6. A Bit of Pampering Goes a Long Way
A gift for the new mum is always the best way forward. She’s just given birth and is bound to be feeling rather overwhelmed. The last thing she will be thinking about is herself at this time, so a personal gift can mean a lot. A nice hand cream is a lovely treat as she will be washing her hands a lot. Also good is a basket of shower gels, face creams or lotions. A photo frame so that she can put her own pictures of the little one is thoughtful too. Remind her she’s doing a great job.
7. Help at Home
Life is truly turned upside down by an unexpected arrival. It may mean that there was little time to prepare at home before the baby arrived, so offer your services to the family. Try offering to do the ironing, washing, or maybe spring clean the house.
Another option is to cook a meal for them. Days spent at the Baby Unit don’t allow for home cooked meals. Better still, rustle up some meals they can pop in the freezer so that they can come home and enjoy a meal without having to prepare it.
8. Chauffeur Service
Another way to help is with lifts to and from the hospital. If Mum had a caesarean birth she’ll be unable to drive for the first 6 - 8 weeks so by offering a lift to the hospital you’ll be really helping out. Fuel and parking costs can escalate whilst having a baby in special care so any help you can get is great.
You could also offer to pick her up from the hospital, and in the back, have a homecooked meal wrapped in foil for their dinner.
One of the best ways to support her is by listening and understanding. A new mum is understandably struggling to hold it all together for her baby, and for friends and family too.
She’ll be scared and anxious and won’t want to spend much time away from the unit.
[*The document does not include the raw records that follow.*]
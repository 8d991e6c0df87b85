//! Remote object store contract consumed by the watch streams.
//!
//! A [`crate::WatchStream`] is written purely against [`ObjectStore`]:
//! `list` seeds the cache and yields a resource version, `watch` resumes
//! from that version and yields change events until it disconnects.

mod memory;
pub use memory::*;


use std::fmt::Debug;

use async_trait::async_trait;
use futures::stream::BoxStream;
#[cfg(test)]
use mockall::automock;

use crate::FieldSelector;
use crate::StoreError;

/// An object that can be watched: identified by namespace and name, versioned
/// by an opaque resource version.
pub trait Resource: Clone + Debug + Send + Sync + 'static {
    fn namespace(&self) -> &str;

    fn name(&self) -> &str;

    /// Opaque version; changes whenever the object changes upstream
    fn resource_version(&self) -> &str;
}

/// Result of a full read.
#[derive(Debug, Clone, PartialEq)]
pub struct ObjectList<K> {
    pub items: Vec<K>,
    /// Version to resume watching from
    pub resource_version: String,
}

#[derive(Debug, Clone, PartialEq)]
pub enum WatchEvent<K> {
    Added(K),
    Modified(K),
    Deleted(K),
}

impl<K> WatchEvent<K> {
    pub fn object(&self) -> &K {
        match self {
            WatchEvent::Added(obj) | WatchEvent::Modified(obj) | WatchEvent::Deleted(obj) => obj,
        }
    }

    pub fn kind(&self) -> &'static str {
        match self {
            WatchEvent::Added(_) => "added",
            WatchEvent::Modified(_) => "modified",
            WatchEvent::Deleted(_) => "deleted",
        }
    }
}

pub type WatchEventStream<K> = BoxStream<'static, Result<WatchEvent<K>, StoreError>>;

#[cfg_attr(test, automock)]
#[async_trait]
pub trait ObjectStore<K: Resource>: Send + Sync + 'static {
    async fn list(
        &self,
        selector: &FieldSelector,
    ) -> Result<ObjectList<K>, StoreError>;

    /// Opens a change stream starting after `resource_version`.
    ///
    /// The stream ending (or yielding an error) means the connection is gone.
    async fn watch(
        &self,
        selector: &FieldSelector,
        resource_version: &str,
    ) -> Result<WatchEventStream<K>, StoreError>;
}
#![forbid(unsafe_code)]

pub mod error;
pub mod model;
pub mod score;
pub mod time;

pub use error::Error;
pub use score::extract_score;
pub use time::Clock;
If she doesn’t invite you in to see the baby, try not to take it personally. Hospitals have their own set of rules concerning visiting, it may be difficult because they don’t allow many visitors around the crib at one time.
You could try and visit her at the hospital and take her for a coffee break and a chat, and coo over any new photos she has.
10. Stay in Touch
When baby finally comes home from the unit, it will be a wonderful moment for the new parents. Let them relish it together, but keep in touch. Regularly send texts or messages to say that you’re still available to help and support them in any way they need. Even if it’s to pick up more nappies. The parents will have the same emotions as those of a full-term baby has on coming home, so be patient and offer support and advice where you can.
Hopefully this article has given you some tips on how you can support a friend or family member who has given birth prematurely. If you have any that we haven’t thought of please feel free to share them with us, and in turn help others.